AVS 45th International Symposium
    Surface Science Division Tuesday Sessions
       Session SS2-TuA

Paper SS2-TuA1
Hot Ethene Desorption by Dissociative Electron Attachment of Adsorbed Halocarbons

Tuesday, November 3, 1998, 2:00 pm, Room 309

Session: Morton M. Traum Student Award Session
Presenter: A.S.Y. Chan, University of Nottingham, United Kingdom
Authors: A.S.Y. Chan, University of Nottingham, United Kingdom
R.G. Jones, University of Nottingham, United Kingdom
Correspondent: Click to Email
The electron stimulated reactions of adsorbed 1,2-dihalocarbons have been studied by measuring the time-of-flight (TOF) velocity distributions of the ethene product ejected from the surface.

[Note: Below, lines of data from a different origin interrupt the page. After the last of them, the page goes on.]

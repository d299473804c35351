//! Termo - delivery-term form tool
//!
//! Termo collects the fields of a "Termo de Entrega de Projeto Executivo",
//! computes the contractual delivery deadline in business days (skipping
//! weekends and recurring holidays), validates the required fields, keeps the
//! last-entered form for the next run, and renders the printable legal
//! document.

pub mod config;
pub mod deadline;
pub mod error;
pub mod models;
pub mod render;
pub mod state;
pub mod validate;

// Re-exports for convenience
pub use config::Config;
pub use deadline::{compute_deadline, is_business_day, DeadlineRequest, HolidaySet};
pub use error::{TermoError, TermoResult};
pub use models::{builtin_stores, DeliveryTerm, Store, DEFAULT_DEADLINE, MIN_DEADLINE};
pub use render::{render_term, write_document};
pub use state::LastTerm;
pub use validate::{validate_term, ValidationReport};
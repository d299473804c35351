//! Required-field validation for the delivery term
//!
//! Flat presence checks, reported all at once so the operator can fix the
//! whole form in one pass. Messages are the Portuguese strings shown on the
//! printed form's error dialog.

use crate::models::DeliveryTerm;

/// Outcome of validating a form
#[derive(Debug, Clone, Default, PartialEq, Eq)]
pub struct ValidationReport {
    pub errors: Vec<String>,
}

impl ValidationReport {
    pub fn is_valid(&self) -> bool {
        self.errors.is_empty()
    }
}

/// Check the required fields of a term.
///
/// `min_days` is the configured contractual minimum for the deadline
/// (default 30); a shorter deadline is reported, not clamped.
pub fn validate_term(term: &DeliveryTerm, min_days: i64) -> ValidationReport {
    let mut errors = Vec::new();

    if term.name.trim().is_empty() {
        errors.push("Você precisa fornecer o nome completo.".to_string());
    }
    if term.rg.trim().is_empty() {
        errors.push("Você precisa fornecer o RG.".to_string());
    }
    if term.cpf.trim().is_empty() {
        errors.push("Você precisa fornecer o CPF.".to_string());
    }
    if term.contract.trim().is_empty() {
        errors.push("Você precisa fornecer o Nº do contrato.".to_string());
    }
    if term.deadline_days < min_days {
        errors.push(format!(
            "Prazo informado ({}) menor do que o mínimo permitido ({})",
            term.deadline_days, min_days
        ));
    }

    ValidationReport { errors }
}

#[cfg(test)]
mod tests {
    use super::*;
    use chrono::NaiveDate;

    fn term() -> DeliveryTerm {
        DeliveryTerm {
            store: "carrao".to_string(),
            name: "Maria da Silva".to_string(),
            contract: "123".to_string(),
            rg: "1.234.567-8".to_string(),
            cpf: "123.456.789-00".to_string(),
            signature: NaiveDate::from_ymd_opt(2024, 1, 24).unwrap(),
            deadline_days: 45,
            delivery: NaiveDate::from_ymd_opt(2024, 3, 28).unwrap(),
            hydraulic_plan: false,
            electric_plan: false,
        }
    }

    #[test]
    fn test_complete_term_is_valid() {
        let report = validate_term(&term(), 30);
        assert!(report.is_valid());
        assert!(report.errors.is_empty());
    }

    #[test]
    fn test_missing_fields_all_reported() {
        let mut t = term();
        t.name = String::new();
        t.rg = "  ".to_string();
        t.cpf = String::new();
        t.contract = String::new();
        let report = validate_term(&t, 30);
        assert_eq!(report.errors.len(), 4);
        assert!(report.errors[0].contains("nome completo"));
        assert!(report.errors[1].contains("RG"));
        assert!(report.errors[2].contains("CPF"));
        assert!(report.errors[3].contains("contrato"));
    }

    #[test]
    fn test_short_deadline_reported() {
        let mut t = term();
        t.deadline_days = 20;
        let report = validate_term(&t, 30);
        assert_eq!(
            report.errors,
            vec!["Prazo informado (20) menor do que o mínimo permitido (30)".to_string()]
        );
    }

    #[test]
    fn test_deadline_at_minimum_is_valid() {
        let mut t = term();
        t.deadline_days = 30;
        assert!(validate_term(&t, 30).is_valid());
    }
}
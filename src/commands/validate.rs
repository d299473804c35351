//! Validate command - check the form fields without rendering

use std::path::Path;

use anyhow::Result;

use termo::state::LastTerm;
use termo::validate::validate_term;
use termo::Config;

use crate::cli::TermFields;
use crate::commands::form::resolve_term;
use crate::ui;

pub fn cmd_validate(
    fields: &TermFields,
    fresh: bool,
    config: &Config,
    state_dir: &Path,
    json: bool,
) -> Result<()> {
    let last = if fresh {
        LastTerm::default()
    } else {
        LastTerm::load(state_dir)
    };
    let term = resolve_term(fields, last.term.as_ref(), config)?;
    let report = validate_term(&term, config.min_days);

    if json {
        println!(
            "{}",
            serde_json::json!({
                "event": "validate",
                "status": if report.is_valid() { "valid" } else { "invalid" },
                "errors": report.errors,
            })
        );
    } else if report.is_valid() {
        ui::print_success("Formulário completo.");
    } else {
        for error in &report.errors {
            ui::print_error(error);
        }
    }

    if !report.is_valid() {
        anyhow::bail!("term has {} validation error(s)", report.errors.len());
    }
    Ok(())
}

Both 1,2-dichloroethane (DCE) and 1-bromo-2-chloroethane (BCE) have been found to undergo dissociative electron attachment from secondary electrons generated by a pulsed 2 keV electron beam impinging on the Cu(111) surface, leaving chemisorbed halogens and ethene desorbing in the gas phase. The TOF distributions of the ethene product from both adsorbate molecules are quite similar; both exhibit a bimodal distribution with a hyperthermal channel of ~ 1200 K and a slow channel of ~ 200 K. When the distributions obtained from identical coverages of DCE and BCE are compared, a consistently smaller intensity of the slow channel is observed from the latter molecule. This slow component appears to grow with increasing number of adsorbed layers, indicating that it is most likely due to ethene molecules that have thermalised by interactions with the adsorbate. By comparing the possible dissociation dynamics of the two molecules, we discuss the possibility that a direct dissociation of the adsorbed molecule after electron capture, rather that a surface-mediated energy transfer mechanism, may be responsible for the high translational energy of the hyperthermal ethene.